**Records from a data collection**
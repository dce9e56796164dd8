//! Operation descriptors
//!
//! Model operations carry the client's camelCase names; those names are also
//! the operation component of cache keys.

use cache_system::RAW_QUERY_OPERATION;
use std::fmt;

pub const RAW_EXECUTE_OPERATION: &str = "$executeRaw";

/// Per-model client operation
#[derive(Debug, Clone, Copy, PartialEq, Eq, Hash)]
pub enum ModelOperation {
    Create,
    CreateMany,
    FindMany,
    FindFirst,
    FindUnique,
    Update,
    UpdateMany,
    Delete,
    DeleteMany,
    Upsert,
    Count,
}

impl ModelOperation {
    pub const ALL: [ModelOperation; 11] = [
        ModelOperation::Create,
        ModelOperation::CreateMany,
        ModelOperation::FindMany,
        ModelOperation::FindFirst,
        ModelOperation::FindUnique,
        ModelOperation::Update,
        ModelOperation::UpdateMany,
        ModelOperation::Delete,
        ModelOperation::DeleteMany,
        ModelOperation::Upsert,
        ModelOperation::Count,
    ];

    pub fn name(&self) -> &'static str {
        match self {
            ModelOperation::Create => "create",
            ModelOperation::CreateMany => "createMany",
            ModelOperation::FindMany => "findMany",
            ModelOperation::FindFirst => "findFirst",
            ModelOperation::FindUnique => "findUnique",
            ModelOperation::Update => "update",
            ModelOperation::UpdateMany => "updateMany",
            ModelOperation::Delete => "delete",
            ModelOperation::DeleteMany => "deleteMany",
            ModelOperation::Upsert => "upsert",
            ModelOperation::Count => "count",
        }
    }

    /// Reads are cached, everything else invalidates
    pub fn is_read(&self) -> bool {
        matches!(
            self,
            ModelOperation::FindMany
                | ModelOperation::FindFirst
                | ModelOperation::FindUnique
                | ModelOperation::Count
        )
    }

    pub fn from_name(name: &str) -> Option<Self> {
        Self::ALL.into_iter().find(|op| op.name() == name)
    }
}

impl fmt::Display for ModelOperation {
    fn fmt(&self, f: &mut fmt::Formatter<'_>) -> fmt::Result {
        f.write_str(self.name())
    }
}

/// Anything that can flow through a repository's decorator chain
#[derive(Debug, Clone, Copy, PartialEq, Eq)]
pub enum Operation {
    Model(ModelOperation),
    QueryRaw,
    ExecuteRaw,
}

impl Operation {
    pub fn name(&self) -> &'static str {
        match self {
            Operation::Model(op) => op.name(),
            Operation::QueryRaw => RAW_QUERY_OPERATION,
            Operation::ExecuteRaw => RAW_EXECUTE_OPERATION,
        }
    }

    pub fn is_read(&self) -> bool {
        match self {
            Operation::Model(op) => op.is_read(),
            Operation::QueryRaw => true,
            Operation::ExecuteRaw => false,
        }
    }
}

impl fmt::Display for Operation {
    fn fmt(&self, f: &mut fmt::Formatter<'_>) -> fmt::Result {
        f.write_str(self.name())
    }
}

impl From<ModelOperation> for Operation {
    fn from(op: ModelOperation) -> Self {
        Operation::Model(op)
    }
}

**Task to carry out**
For the records above, give the number of lines containing the string "QueryRaw" and no other words.

**Answer below**
3